Stored data
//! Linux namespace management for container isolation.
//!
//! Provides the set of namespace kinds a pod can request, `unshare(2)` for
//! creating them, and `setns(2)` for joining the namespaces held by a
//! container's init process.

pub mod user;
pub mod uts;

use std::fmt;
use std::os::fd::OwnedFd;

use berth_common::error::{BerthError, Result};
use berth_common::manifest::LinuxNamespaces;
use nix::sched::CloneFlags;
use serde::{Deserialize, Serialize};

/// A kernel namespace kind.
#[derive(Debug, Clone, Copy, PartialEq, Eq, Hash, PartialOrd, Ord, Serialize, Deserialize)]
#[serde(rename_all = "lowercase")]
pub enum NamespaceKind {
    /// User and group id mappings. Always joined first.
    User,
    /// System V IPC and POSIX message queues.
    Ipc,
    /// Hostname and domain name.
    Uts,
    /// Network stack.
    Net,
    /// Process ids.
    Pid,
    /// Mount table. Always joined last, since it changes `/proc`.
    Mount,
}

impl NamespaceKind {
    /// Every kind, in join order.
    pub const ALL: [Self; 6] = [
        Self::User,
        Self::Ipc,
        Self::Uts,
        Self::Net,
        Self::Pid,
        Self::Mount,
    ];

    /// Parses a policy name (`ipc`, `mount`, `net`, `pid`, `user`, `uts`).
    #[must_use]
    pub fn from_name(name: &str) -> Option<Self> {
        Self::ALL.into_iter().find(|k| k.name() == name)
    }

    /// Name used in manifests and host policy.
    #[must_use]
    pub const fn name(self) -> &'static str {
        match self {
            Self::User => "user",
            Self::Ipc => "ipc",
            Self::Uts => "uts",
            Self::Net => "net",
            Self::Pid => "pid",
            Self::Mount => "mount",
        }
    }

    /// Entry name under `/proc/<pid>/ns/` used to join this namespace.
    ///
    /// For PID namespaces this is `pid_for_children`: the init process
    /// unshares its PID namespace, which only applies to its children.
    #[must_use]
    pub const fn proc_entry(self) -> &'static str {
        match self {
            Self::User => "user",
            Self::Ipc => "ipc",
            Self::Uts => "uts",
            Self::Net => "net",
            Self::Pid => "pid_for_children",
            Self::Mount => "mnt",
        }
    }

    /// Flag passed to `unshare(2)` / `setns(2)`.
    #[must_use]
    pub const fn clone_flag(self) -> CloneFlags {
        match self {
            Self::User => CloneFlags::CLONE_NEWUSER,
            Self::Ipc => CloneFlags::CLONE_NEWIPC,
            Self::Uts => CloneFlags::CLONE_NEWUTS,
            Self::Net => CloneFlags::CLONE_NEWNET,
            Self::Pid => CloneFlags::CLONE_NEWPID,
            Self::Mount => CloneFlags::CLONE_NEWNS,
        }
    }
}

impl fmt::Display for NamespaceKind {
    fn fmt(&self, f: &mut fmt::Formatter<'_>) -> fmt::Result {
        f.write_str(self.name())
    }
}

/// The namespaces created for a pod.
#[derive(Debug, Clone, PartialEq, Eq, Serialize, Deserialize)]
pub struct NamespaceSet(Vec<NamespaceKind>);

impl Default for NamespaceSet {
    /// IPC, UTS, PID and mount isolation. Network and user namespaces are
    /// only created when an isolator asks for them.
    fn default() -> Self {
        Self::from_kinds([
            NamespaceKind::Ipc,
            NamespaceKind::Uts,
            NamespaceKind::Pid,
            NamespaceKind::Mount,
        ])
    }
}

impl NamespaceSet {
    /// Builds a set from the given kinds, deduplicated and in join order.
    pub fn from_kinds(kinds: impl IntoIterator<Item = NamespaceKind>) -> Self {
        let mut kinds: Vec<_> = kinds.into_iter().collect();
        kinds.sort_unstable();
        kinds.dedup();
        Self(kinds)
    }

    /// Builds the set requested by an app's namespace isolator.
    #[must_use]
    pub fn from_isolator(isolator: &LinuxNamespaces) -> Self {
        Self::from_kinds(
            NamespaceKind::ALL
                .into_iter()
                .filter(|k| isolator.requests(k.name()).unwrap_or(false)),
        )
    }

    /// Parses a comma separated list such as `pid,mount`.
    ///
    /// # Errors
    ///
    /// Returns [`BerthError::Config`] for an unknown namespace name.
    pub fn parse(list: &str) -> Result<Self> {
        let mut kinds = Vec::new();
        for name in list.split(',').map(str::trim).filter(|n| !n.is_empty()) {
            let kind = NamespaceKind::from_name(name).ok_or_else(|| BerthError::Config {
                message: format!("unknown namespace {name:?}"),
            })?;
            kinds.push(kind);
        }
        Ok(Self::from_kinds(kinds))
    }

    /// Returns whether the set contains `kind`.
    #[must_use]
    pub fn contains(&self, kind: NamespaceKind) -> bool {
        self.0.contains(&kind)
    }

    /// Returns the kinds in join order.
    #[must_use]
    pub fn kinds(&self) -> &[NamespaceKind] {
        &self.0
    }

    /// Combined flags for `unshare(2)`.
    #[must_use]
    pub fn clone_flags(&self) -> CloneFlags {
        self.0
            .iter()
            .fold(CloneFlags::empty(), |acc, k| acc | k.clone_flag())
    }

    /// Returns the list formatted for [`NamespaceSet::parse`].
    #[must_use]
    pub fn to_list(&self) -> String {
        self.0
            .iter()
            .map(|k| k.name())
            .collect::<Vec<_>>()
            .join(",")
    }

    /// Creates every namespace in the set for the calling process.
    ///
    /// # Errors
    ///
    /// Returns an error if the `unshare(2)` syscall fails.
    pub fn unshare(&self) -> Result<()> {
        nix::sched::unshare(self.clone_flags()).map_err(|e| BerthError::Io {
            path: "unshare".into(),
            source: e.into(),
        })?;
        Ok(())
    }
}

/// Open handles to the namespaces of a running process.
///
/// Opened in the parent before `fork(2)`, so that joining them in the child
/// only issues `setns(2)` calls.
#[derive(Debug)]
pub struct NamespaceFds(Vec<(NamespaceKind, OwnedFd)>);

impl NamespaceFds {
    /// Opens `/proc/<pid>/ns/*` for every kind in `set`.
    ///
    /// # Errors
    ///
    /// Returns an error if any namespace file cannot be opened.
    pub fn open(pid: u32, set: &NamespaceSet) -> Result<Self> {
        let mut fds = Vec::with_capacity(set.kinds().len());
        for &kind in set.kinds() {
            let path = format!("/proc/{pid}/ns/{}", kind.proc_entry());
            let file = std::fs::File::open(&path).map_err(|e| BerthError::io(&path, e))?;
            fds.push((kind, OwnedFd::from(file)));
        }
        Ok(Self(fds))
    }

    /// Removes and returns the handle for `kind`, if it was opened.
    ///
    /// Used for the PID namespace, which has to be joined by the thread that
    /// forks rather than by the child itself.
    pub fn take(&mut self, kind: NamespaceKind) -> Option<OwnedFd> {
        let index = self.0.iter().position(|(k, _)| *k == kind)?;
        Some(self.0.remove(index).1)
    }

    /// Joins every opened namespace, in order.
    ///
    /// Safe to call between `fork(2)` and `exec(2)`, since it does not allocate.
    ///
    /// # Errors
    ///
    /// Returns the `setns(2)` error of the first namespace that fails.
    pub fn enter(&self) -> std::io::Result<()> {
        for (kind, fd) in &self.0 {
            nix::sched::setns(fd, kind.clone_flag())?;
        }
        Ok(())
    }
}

PROMPT -
Could you say how many lines of the entries contain the string "unknown"? Only the number should be given.

PROBLEM SOLUTION -
2